[Start of Attachment]

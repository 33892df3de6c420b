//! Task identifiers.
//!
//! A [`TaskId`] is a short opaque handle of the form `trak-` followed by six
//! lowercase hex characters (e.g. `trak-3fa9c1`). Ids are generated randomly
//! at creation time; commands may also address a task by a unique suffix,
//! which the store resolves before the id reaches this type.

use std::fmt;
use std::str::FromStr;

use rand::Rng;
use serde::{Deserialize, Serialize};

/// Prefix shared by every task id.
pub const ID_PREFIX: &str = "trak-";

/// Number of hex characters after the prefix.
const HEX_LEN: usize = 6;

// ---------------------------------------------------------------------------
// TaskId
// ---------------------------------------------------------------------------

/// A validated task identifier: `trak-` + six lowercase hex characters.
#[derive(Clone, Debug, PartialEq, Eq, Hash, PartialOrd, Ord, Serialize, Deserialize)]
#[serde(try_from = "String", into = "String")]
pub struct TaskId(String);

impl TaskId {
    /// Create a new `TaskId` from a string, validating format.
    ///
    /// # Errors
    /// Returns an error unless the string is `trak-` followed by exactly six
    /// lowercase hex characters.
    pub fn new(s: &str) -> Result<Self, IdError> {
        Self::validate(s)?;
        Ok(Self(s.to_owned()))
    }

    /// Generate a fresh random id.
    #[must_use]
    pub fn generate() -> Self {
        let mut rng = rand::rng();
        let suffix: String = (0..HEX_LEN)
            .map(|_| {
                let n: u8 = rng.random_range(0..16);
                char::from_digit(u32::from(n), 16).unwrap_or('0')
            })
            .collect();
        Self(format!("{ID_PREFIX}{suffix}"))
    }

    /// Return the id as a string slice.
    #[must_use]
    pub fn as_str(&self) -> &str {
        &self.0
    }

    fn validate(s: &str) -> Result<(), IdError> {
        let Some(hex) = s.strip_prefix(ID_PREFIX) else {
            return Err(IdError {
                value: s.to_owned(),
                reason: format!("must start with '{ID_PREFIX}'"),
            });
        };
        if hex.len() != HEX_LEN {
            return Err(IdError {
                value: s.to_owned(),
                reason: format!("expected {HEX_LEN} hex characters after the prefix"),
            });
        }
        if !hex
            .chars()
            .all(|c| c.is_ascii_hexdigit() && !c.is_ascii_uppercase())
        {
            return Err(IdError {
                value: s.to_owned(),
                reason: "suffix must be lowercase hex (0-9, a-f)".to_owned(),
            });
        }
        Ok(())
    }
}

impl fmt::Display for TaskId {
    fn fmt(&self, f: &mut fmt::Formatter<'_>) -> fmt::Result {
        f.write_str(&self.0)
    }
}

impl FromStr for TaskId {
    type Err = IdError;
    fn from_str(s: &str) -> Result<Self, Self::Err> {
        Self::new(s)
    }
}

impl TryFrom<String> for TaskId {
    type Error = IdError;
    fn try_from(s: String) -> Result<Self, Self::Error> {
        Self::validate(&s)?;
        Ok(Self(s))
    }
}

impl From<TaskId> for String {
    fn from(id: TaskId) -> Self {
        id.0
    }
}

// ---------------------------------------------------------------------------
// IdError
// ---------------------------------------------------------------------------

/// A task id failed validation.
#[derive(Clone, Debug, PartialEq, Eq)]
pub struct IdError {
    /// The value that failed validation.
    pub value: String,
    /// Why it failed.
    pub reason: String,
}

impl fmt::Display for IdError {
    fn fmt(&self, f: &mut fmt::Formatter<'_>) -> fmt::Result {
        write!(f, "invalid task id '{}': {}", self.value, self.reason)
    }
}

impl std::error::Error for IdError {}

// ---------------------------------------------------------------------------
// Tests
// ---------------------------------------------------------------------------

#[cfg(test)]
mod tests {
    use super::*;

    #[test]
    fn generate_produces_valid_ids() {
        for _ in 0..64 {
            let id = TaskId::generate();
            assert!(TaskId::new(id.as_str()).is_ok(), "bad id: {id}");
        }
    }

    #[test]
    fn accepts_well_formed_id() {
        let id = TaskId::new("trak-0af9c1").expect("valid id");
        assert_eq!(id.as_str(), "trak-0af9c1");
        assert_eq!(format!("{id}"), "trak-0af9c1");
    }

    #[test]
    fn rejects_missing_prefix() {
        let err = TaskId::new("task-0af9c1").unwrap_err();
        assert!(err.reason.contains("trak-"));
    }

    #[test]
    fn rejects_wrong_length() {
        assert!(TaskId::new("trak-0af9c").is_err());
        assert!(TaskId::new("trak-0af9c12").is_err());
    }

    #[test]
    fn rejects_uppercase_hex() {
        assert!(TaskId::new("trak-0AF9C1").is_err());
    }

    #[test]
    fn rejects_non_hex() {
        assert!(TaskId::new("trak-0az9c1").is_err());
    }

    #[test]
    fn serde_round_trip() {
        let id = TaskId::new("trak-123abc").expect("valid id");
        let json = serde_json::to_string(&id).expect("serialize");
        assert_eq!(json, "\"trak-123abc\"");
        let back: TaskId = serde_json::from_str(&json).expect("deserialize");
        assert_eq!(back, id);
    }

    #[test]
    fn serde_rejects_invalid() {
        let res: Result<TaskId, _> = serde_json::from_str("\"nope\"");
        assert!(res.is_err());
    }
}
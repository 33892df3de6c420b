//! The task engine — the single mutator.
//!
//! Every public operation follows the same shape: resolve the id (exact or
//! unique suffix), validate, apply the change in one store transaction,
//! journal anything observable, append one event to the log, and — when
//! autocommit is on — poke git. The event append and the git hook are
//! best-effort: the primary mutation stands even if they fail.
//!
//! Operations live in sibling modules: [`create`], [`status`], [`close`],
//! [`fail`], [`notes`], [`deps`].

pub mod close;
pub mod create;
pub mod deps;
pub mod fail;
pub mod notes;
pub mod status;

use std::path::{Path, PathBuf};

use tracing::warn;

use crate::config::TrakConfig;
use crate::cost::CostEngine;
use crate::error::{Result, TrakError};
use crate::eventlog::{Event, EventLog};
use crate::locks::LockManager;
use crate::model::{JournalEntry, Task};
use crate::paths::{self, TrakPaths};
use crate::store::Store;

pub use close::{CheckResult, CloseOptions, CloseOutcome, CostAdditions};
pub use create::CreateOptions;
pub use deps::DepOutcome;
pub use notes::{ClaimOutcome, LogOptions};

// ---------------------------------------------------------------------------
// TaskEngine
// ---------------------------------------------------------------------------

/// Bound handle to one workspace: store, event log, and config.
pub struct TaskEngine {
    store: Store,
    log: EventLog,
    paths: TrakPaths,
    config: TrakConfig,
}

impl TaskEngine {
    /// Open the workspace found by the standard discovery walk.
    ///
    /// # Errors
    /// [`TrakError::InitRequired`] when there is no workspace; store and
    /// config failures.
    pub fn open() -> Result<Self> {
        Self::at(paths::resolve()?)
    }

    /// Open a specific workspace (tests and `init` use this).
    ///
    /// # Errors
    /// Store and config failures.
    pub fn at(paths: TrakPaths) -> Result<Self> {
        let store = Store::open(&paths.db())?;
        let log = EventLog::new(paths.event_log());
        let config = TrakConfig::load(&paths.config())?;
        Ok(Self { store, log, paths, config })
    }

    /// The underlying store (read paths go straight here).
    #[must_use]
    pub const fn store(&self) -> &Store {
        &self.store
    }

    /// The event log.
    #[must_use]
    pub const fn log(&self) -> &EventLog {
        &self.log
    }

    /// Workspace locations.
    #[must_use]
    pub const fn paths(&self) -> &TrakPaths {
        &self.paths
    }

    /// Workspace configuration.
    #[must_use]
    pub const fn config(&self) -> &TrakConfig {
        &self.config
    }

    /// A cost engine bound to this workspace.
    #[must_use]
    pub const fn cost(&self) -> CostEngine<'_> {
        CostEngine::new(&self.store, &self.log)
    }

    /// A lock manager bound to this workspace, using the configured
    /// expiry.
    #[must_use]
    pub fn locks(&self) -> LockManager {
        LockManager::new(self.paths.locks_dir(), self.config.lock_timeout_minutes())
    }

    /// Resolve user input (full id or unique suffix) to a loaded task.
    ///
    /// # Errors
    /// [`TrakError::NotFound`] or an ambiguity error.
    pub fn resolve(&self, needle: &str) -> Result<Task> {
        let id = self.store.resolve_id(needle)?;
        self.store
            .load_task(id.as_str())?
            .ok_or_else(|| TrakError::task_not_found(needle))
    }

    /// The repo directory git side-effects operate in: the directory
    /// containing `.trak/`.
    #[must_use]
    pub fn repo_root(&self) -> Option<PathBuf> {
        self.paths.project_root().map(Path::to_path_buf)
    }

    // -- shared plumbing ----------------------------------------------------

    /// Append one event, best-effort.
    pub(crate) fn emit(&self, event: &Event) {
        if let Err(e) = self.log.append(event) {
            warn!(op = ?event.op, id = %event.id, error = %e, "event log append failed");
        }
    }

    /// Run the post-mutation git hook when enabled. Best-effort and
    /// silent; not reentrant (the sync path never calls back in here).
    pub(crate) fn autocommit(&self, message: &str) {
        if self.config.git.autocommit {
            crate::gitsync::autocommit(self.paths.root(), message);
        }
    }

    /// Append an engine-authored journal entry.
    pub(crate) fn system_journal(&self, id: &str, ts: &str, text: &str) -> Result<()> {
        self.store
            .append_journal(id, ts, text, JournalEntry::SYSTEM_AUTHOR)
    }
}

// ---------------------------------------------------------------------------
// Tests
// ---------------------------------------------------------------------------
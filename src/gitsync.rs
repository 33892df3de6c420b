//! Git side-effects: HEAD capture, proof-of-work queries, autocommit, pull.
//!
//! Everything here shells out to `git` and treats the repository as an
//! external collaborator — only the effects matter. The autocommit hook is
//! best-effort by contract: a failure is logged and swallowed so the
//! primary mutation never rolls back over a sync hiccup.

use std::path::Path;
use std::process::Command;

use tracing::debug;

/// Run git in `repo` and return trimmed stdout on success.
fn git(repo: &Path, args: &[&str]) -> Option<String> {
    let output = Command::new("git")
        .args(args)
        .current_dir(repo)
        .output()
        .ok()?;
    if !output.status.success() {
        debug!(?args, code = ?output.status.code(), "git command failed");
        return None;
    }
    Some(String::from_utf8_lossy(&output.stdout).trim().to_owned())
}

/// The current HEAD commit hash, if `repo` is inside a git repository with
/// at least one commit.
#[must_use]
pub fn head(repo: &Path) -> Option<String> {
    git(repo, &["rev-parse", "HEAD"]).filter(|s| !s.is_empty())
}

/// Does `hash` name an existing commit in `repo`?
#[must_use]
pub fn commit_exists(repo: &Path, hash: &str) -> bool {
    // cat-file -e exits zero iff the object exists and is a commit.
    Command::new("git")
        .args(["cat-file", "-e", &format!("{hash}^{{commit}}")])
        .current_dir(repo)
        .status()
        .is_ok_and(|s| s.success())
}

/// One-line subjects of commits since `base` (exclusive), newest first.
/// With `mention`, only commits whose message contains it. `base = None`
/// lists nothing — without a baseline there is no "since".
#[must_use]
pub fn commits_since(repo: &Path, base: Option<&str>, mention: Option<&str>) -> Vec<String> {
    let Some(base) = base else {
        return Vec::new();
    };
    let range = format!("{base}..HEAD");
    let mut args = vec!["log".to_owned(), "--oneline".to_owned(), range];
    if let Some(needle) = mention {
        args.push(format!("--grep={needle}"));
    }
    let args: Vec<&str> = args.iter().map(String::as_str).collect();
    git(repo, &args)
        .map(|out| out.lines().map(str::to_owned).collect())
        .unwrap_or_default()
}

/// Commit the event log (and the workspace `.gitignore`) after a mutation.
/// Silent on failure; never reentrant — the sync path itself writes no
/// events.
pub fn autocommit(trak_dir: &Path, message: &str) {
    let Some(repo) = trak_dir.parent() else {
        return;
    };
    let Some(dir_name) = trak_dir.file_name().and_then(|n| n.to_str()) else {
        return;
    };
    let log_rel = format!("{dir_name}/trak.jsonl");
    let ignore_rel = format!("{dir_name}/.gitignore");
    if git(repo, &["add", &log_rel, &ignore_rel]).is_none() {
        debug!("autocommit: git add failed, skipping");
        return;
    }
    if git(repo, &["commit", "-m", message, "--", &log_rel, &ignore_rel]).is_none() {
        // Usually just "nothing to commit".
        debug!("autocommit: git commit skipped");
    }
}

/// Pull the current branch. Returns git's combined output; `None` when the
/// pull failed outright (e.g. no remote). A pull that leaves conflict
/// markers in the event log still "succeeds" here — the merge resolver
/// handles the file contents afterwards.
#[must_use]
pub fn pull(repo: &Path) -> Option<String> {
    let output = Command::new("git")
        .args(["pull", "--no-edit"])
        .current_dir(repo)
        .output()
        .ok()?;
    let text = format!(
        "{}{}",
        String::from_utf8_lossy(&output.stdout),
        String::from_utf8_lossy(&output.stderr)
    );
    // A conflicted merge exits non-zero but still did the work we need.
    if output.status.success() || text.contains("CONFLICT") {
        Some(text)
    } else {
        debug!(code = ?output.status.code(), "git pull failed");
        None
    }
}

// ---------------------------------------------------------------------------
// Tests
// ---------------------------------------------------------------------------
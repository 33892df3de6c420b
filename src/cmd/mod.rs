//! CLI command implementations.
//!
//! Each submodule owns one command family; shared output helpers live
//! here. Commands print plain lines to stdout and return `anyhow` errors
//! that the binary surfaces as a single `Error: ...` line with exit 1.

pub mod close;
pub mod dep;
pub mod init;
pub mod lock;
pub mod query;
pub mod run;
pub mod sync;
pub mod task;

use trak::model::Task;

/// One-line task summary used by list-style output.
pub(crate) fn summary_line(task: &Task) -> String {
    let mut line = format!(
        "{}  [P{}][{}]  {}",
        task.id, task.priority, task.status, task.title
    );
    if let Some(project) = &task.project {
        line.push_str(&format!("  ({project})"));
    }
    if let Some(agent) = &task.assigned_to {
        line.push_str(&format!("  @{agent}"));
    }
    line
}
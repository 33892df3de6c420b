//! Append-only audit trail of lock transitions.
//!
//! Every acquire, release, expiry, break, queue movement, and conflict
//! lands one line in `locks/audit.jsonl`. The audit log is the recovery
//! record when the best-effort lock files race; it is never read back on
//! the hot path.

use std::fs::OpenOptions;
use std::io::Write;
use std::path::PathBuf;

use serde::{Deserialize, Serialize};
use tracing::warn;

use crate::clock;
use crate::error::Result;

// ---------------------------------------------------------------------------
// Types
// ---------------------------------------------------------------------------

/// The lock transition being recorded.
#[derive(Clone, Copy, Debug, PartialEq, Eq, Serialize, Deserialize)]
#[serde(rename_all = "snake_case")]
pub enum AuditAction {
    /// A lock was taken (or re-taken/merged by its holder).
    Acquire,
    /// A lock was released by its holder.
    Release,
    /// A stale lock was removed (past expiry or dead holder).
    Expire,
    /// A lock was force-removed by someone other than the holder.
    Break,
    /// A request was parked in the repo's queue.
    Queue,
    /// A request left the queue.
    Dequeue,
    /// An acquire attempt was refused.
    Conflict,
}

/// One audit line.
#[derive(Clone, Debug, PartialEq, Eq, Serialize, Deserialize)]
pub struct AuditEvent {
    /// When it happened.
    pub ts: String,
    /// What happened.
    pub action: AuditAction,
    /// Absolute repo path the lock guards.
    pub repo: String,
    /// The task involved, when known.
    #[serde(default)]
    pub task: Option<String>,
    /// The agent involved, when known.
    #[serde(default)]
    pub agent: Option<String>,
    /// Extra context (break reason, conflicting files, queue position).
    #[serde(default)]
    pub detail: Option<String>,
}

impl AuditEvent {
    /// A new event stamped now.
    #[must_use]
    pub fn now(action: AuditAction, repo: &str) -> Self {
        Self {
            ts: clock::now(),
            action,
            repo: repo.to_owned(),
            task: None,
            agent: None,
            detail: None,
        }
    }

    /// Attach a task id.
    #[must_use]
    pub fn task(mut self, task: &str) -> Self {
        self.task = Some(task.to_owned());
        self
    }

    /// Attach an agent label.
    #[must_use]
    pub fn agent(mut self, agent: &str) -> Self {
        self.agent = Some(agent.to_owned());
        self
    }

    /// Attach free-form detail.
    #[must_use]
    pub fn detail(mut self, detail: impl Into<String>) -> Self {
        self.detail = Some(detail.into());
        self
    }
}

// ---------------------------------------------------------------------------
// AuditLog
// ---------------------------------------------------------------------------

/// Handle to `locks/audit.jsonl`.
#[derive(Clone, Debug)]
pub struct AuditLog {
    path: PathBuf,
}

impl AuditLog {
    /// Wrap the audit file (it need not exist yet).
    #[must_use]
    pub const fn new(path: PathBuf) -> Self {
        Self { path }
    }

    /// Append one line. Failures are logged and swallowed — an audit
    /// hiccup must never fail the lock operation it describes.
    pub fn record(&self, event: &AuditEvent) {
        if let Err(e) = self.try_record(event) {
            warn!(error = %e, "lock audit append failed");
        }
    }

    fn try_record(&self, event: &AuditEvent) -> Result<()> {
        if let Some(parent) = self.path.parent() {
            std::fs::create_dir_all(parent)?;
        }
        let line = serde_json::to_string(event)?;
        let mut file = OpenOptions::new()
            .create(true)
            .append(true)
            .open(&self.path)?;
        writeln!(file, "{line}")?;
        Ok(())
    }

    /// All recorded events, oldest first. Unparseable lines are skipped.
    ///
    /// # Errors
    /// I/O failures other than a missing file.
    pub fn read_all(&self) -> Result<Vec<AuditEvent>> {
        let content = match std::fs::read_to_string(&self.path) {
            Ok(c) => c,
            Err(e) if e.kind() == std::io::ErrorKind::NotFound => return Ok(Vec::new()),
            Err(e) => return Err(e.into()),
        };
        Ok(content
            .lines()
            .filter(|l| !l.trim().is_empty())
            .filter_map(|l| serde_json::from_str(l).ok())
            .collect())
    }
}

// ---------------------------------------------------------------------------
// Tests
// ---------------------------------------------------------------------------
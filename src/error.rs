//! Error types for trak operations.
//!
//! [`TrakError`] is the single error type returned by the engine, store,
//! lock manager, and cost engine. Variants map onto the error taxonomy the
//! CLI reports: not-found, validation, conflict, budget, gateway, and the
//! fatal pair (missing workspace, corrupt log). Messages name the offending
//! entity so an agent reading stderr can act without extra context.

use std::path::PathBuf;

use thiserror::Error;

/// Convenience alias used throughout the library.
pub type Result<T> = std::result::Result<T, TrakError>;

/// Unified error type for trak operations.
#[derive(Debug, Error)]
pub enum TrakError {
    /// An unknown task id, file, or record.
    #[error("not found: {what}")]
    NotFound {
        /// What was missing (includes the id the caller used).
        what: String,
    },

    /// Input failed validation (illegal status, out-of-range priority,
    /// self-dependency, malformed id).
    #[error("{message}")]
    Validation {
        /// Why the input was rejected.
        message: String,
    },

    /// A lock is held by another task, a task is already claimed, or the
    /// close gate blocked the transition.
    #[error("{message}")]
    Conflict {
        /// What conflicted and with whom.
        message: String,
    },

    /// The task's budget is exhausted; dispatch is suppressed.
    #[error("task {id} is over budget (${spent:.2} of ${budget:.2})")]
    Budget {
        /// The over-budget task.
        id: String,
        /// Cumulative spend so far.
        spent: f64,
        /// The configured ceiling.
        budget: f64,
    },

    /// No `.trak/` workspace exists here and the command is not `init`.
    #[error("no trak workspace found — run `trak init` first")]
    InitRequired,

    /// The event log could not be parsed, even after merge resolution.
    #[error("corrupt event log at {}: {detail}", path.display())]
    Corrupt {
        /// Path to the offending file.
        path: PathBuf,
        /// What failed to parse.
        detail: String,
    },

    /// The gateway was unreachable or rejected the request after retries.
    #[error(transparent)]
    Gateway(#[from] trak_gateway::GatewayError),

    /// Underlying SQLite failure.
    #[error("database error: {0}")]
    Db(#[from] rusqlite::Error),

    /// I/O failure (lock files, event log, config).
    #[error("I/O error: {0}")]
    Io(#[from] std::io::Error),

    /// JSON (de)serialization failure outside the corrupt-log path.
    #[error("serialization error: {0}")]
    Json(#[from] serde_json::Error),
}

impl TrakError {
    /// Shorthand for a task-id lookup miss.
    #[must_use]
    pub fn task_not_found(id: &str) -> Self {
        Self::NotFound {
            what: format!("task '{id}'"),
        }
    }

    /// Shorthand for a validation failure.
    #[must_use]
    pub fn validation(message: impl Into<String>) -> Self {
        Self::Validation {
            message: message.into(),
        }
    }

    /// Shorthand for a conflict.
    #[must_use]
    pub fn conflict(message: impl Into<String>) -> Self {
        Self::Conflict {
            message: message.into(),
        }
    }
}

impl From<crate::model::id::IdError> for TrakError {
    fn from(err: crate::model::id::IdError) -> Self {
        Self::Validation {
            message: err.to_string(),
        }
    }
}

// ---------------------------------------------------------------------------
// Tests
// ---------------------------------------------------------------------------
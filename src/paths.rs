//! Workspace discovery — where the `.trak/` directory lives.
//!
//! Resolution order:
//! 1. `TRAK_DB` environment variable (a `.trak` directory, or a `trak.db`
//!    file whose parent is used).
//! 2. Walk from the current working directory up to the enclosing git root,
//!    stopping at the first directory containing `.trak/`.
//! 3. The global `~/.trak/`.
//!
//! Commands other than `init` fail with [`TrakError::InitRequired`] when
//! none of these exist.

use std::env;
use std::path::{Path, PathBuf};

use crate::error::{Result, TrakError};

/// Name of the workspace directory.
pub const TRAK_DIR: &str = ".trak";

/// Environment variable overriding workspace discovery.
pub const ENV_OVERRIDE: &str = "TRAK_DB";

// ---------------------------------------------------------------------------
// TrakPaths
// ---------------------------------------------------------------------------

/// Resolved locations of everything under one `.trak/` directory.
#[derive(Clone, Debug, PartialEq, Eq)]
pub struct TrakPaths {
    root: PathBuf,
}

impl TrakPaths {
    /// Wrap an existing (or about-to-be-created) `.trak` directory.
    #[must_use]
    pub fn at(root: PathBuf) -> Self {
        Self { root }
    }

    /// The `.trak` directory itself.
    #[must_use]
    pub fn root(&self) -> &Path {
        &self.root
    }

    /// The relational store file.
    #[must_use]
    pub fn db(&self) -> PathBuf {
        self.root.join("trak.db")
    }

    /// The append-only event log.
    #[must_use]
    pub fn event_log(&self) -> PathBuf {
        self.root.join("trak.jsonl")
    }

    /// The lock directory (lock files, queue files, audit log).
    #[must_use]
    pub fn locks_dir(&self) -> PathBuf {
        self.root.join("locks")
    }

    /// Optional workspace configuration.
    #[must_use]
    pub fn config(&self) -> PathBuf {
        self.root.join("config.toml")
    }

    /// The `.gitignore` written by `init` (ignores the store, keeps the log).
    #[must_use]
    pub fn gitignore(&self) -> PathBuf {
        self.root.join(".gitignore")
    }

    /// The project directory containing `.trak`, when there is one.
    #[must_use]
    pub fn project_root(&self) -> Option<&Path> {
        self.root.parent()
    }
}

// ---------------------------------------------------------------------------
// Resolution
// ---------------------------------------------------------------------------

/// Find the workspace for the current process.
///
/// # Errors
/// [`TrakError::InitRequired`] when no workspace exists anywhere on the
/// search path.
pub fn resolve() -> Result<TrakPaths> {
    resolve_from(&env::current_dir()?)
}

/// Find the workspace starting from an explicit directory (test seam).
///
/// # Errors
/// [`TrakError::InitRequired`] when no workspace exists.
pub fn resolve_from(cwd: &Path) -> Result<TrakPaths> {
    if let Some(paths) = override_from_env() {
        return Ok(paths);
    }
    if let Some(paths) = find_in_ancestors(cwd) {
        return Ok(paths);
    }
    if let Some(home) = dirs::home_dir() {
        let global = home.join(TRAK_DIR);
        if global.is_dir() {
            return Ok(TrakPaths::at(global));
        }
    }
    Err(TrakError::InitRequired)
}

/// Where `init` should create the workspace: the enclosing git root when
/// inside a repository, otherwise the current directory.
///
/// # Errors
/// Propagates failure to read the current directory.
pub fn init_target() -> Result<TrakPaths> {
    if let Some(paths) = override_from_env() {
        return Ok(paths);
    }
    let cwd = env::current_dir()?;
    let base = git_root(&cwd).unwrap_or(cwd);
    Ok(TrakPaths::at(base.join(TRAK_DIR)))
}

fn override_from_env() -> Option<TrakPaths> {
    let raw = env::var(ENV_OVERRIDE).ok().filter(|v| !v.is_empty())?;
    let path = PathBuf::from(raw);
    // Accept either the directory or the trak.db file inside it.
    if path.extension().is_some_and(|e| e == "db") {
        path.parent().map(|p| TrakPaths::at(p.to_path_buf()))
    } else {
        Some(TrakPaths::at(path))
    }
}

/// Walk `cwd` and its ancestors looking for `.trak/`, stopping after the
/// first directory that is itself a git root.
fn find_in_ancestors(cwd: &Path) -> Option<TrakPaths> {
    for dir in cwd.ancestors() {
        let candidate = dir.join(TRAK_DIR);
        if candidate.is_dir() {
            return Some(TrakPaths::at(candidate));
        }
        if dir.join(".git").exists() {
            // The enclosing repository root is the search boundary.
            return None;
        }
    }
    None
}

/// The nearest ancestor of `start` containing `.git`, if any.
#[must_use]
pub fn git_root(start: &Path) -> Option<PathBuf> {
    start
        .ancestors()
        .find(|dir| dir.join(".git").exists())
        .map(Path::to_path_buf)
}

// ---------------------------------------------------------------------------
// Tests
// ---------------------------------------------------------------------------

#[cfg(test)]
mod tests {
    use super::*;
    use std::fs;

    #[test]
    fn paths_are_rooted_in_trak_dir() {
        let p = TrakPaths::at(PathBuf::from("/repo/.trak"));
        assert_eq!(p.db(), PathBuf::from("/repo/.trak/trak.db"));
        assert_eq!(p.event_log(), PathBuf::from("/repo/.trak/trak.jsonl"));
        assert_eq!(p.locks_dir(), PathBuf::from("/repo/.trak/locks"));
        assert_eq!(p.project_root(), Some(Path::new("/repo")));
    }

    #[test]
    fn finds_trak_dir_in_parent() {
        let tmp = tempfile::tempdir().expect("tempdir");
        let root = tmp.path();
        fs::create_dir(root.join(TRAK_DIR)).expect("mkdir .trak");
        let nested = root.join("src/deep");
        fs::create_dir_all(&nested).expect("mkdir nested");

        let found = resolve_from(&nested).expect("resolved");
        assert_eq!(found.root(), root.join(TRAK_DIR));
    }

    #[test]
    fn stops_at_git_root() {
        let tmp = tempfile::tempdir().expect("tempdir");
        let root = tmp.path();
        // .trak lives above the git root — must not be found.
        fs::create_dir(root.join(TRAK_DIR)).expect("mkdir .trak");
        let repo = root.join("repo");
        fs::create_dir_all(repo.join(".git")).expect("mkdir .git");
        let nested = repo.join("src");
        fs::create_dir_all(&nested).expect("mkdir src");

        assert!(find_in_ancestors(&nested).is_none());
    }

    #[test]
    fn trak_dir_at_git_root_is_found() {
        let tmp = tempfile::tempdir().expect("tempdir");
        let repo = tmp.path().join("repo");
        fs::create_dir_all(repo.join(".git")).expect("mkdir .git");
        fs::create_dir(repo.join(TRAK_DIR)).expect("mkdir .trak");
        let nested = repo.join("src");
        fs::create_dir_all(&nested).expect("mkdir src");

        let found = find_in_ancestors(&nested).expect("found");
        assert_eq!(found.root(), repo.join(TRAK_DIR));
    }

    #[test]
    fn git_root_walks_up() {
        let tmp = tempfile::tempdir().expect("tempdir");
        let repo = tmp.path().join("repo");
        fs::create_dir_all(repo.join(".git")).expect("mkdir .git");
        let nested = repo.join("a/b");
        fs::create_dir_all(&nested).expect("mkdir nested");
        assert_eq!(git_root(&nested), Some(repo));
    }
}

[End of Attachment]

> THE PROBLEM
Give again exactly, and only, the lines above starting at the one with "Self::validate(s)?;" and ending at the one with "let n: u8 = rng.random_range(0..16);".

> RESPONSE TO THE TASK
        Self::validate(s)?;
        Ok(Self(s.to_owned()))
    }

    /// Generate a fresh random id.
    #[must_use]
    pub fn generate() -> Self {
        let mut rng = rand::rng();
        let suffix: String = (0..HEX_LEN)
            .map(|_| {
                let n: u8 = rng.random_range(0..16);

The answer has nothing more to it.